**What this task involves:** Your output should be every line below, copied exactly.

**Stored items:**
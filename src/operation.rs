//! # Operation Module
//!
//! The original operations the router wraps.
//!
//! An [`OperationTable`] maps operation names to their default behavior. Each
//! entry declares its call convention when it is added:
//!
//! - [`OperationTable::blocking`]: `(invocation) -> Result<Value>`, the result
//!   is returned to the caller directly.
//! - [`OperationTable::deferred`]: `(invocation, callback)`, the result is
//!   delivered by calling `callback` exactly once, possibly later.
//!
//! The router never guesses a convention from the name: `stat` and `statSync`
//! are just two entries that happen to be declared differently.
//!
//! ```rust
//! use fsrouter::operation::OperationTable;
//! use serde_json::json;
//!
//! let table = OperationTable::new()
//!     .blocking("statSync", |inv| Ok(json!({ "path": inv.path })))
//!     .deferred("stat", |inv, done| done(Ok(json!({ "path": inv.path }))));
//! assert_eq!(table.len(), 2);
//! ```

use serde_json::Value;
use std::collections::HashMap;
use std::fmt;
use std::sync::Arc;

use crate::error::OperationMode;

/// Completion callback of a deferred operation.
pub type Callback = Box<dyn FnOnce(anyhow::Result<Value>) + Send + 'static>;

/// Original blocking operation.
pub type BlockingFn = dyn Fn(&Invocation) -> anyhow::Result<Value> + Send + Sync;

/// Original deferred operation. Must call the callback exactly once.
pub type DeferredFn = dyn Fn(Invocation, Callback) + Send + Sync;

/// The arguments of one call to a wrapped operation.
#[derive(Debug, Clone, PartialEq)]
pub struct Invocation {
    /// Name of the called operation
    pub operation: Arc<str>,
    /// First argument: the path the templates are matched against
    pub path: String,
    /// Remaining positional arguments, in call order
    pub args: Vec<Value>,
}

impl Invocation {
    #[must_use]
    pub fn new(operation: &str, path: impl Into<String>, args: Vec<Value>) -> Self {
        Self {
            operation: Arc::from(operation),
            path: path.into(),
            args,
        }
    }

    /// The full positional argument list, path first.
    #[must_use]
    pub fn arguments(&self) -> Arc<[Value]> {
        std::iter::once(Value::String(self.path.clone()))
            .chain(self.args.iter().cloned())
            .collect()
    }
}

/// An original operation with its declared call convention.
#[derive(Clone)]
pub enum Operation {
    Blocking(Arc<BlockingFn>),
    Deferred(Arc<DeferredFn>),
}

impl Operation {
    #[must_use]
    pub fn mode(&self) -> OperationMode {
        match self {
            Operation::Blocking(_) => OperationMode::Blocking,
            Operation::Deferred(_) => OperationMode::Deferred,
        }
    }
}

impl fmt::Debug for Operation {
    fn fmt(&self, f: &mut fmt::Formatter<'_>) -> fmt::Result {
        f.debug_tuple("Operation").field(&self.mode()).finish()
    }
}

/// Original operations keyed by name.
#[derive(Debug, Clone, Default)]
pub struct OperationTable {
    operations: HashMap<Arc<str>, Operation>,
}

impl OperationTable {
    #[must_use]
    pub fn new() -> Self {
        Self::default()
    }

    /// Add a blocking operation, replacing any entry with the same name.
    #[must_use]
    pub fn blocking<F>(mut self, name: &str, operation: F) -> Self
    where
        F: Fn(&Invocation) -> anyhow::Result<Value> + Send + Sync + 'static,
    {
        self.insert(name, Operation::Blocking(Arc::new(operation)));
        self
    }

    /// Add a deferred operation, replacing any entry with the same name.
    #[must_use]
    pub fn deferred<F>(mut self, name: &str, operation: F) -> Self
    where
        F: Fn(Invocation, Callback) + Send + Sync + 'static,
    {
        self.insert(name, Operation::Deferred(Arc::new(operation)));
        self
    }

    /// Insert an operation, returning the one it replaced.
    pub fn insert(&mut self, name: &str, operation: Operation) -> Option<Operation> {
        self.operations.insert(Arc::from(name), operation)
    }

    #[must_use]
    pub fn get(&self, name: &str) -> Option<&Operation> {
        self.operations.get(name)
    }

    #[must_use]
    pub fn contains(&self, name: &str) -> bool {
        self.operations.contains_key(name)
    }

    /// Operation names, sorted
    #[must_use]
    pub fn names(&self) -> Vec<&str> {
        let mut names: Vec<&str> = self.operations.keys().map(AsRef::as_ref).collect();
        names.sort_unstable();
        names
    }

    #[must_use]
    pub fn len(&self) -> usize {
        self.operations.len()
    }

    #[must_use]
    pub fn is_empty(&self) -> bool {
        self.operations.is_empty()
    }
}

**Task answer:**
filename src/operation.rs
//! # Operation Module
//!
//! The original operations the router wraps.
//!
//! An [`OperationTable`] maps operation names to their default behavior. Each
//! entry declares its call convention when it is added:
//!
//! - [`OperationTable::blocking`]: `(invocation) -> Result<Value>`, the result
//!   is returned to the caller directly.
//! - [`OperationTable::deferred`]: `(invocation, callback)`, the result is
//!   delivered by calling `callback` exactly once, possibly later.
//!
//! The router never guesses a convention from the name: `stat` and `statSync`
//! are just two entries that happen to be declared differently.
//!
//! ```rust
//! use fsrouter::operation::OperationTable;
//! use serde_json::json;
//!
//! let table = OperationTable::new()
//!     .blocking("statSync", |inv| Ok(json!({ "path": inv.path })))
//!     .deferred("stat", |inv, done| done(Ok(json!({ "path": inv.path }))));
//! assert_eq!(table.len(), 2);
//! ```

use serde_json::Value;
use std::collections::HashMap;
use std::fmt;
use std::sync::Arc;

use crate::error::OperationMode;

/// Completion callback of a deferred operation.
pub type Callback = Box<dyn FnOnce(anyhow::Result<Value>) + Send + 'static>;

/// Original blocking operation.
pub type BlockingFn = dyn Fn(&Invocation) -> anyhow::Result<Value> + Send + Sync;

/// Original deferred operation. Must call the callback exactly once.
pub type DeferredFn = dyn Fn(Invocation, Callback) + Send + Sync;

/// The arguments of one call to a wrapped operation.
#[derive(Debug, Clone, PartialEq)]
pub struct Invocation {
    /// Name of the called operation
    pub operation: Arc<str>,
    /// First argument: the path the templates are matched against
    pub path: String,
    /// Remaining positional arguments, in call order
    pub args: Vec<Value>,
}

impl Invocation {
    #[must_use]
    pub fn new(operation: &str, path: impl Into<String>, args: Vec<Value>) -> Self {
        Self {
            operation: Arc::from(operation),
            path: path.into(),
            args,
        }
    }

    /// The full positional argument list, path first.
    #[must_use]
    pub fn arguments(&self) -> Arc<[Value]> {
        std::iter::once(Value::String(self.path.clone()))
            .chain(self.args.iter().cloned())
            .collect()
    }
}

/// An original operation with its declared call convention.
#[derive(Clone)]
pub enum Operation {
    Blocking(Arc<BlockingFn>),
    Deferred(Arc<DeferredFn>),
}

impl Operation {
    #[must_use]
    pub fn mode(&self) -> OperationMode {
        match self {
            Operation::Blocking(_) => OperationMode::Blocking,
            Operation::Deferred(_) => OperationMode::Deferred,
        }
    }
}

impl fmt::Debug for Operation {
    fn fmt(&self, f: &mut fmt::Formatter<'_>) -> fmt::Result {
        f.debug_tuple("Operation").field(&self.mode()).finish()
    }
}

/// Original operations keyed by name.
#[derive(Debug, Clone, Default)]
pub struct OperationTable {
    operations: HashMap<Arc<str>, Operation>,
}

impl OperationTable {
    #[must_use]
    pub fn new() -> Self {
        Self::default()
    }

    /// Add a blocking operation, replacing any entry with the same name.
    #[must_use]
    pub fn blocking<F>(mut self, name: &str, operation: F) -> Self
    where
        F: Fn(&Invocation) -> anyhow::Result<Value> + Send + Sync + 'static,
    {
        self.insert(name, Operation::Blocking(Arc::new(operation)));
        self
    }

    /// Add a deferred operation, replacing any entry with the same name.
    #[must_use]
    pub fn deferred<F>(mut self, name: &str, operation: F) -> Self
    where
        F: Fn(Invocation, Callback) + Send + Sync + 'static,
    {
        self.insert(name, Operation::Deferred(Arc::new(operation)));
        self
    }

    /// Insert an operation, returning the one it replaced.
    pub fn insert(&mut self, name: &str, operation: Operation) -> Option<Operation> {
        self.operations.insert(Arc::from(name), operation)
    }

    #[must_use]
    pub fn get(&self, name: &str) -> Option<&Operation> {
        self.operations.get(name)
    }

    #[must_use]
    pub fn contains(&self, name: &str) -> bool {
        self.operations.contains_key(name)
    }

    /// Operation names, sorted
    #[must_use]
    pub fn names(&self) -> Vec<&str> {
        let mut names: Vec<&str> = self.operations.keys().map(AsRef::as_ref).collect();
        names.sort_unstable();
        names
    }

    #[must_use]
    pub fn len(&self) -> usize {
        self.operations.len()
    }

    #[must_use]
    pub fn is_empty(&self) -> bool {
        self.operations.is_empty()
    }
}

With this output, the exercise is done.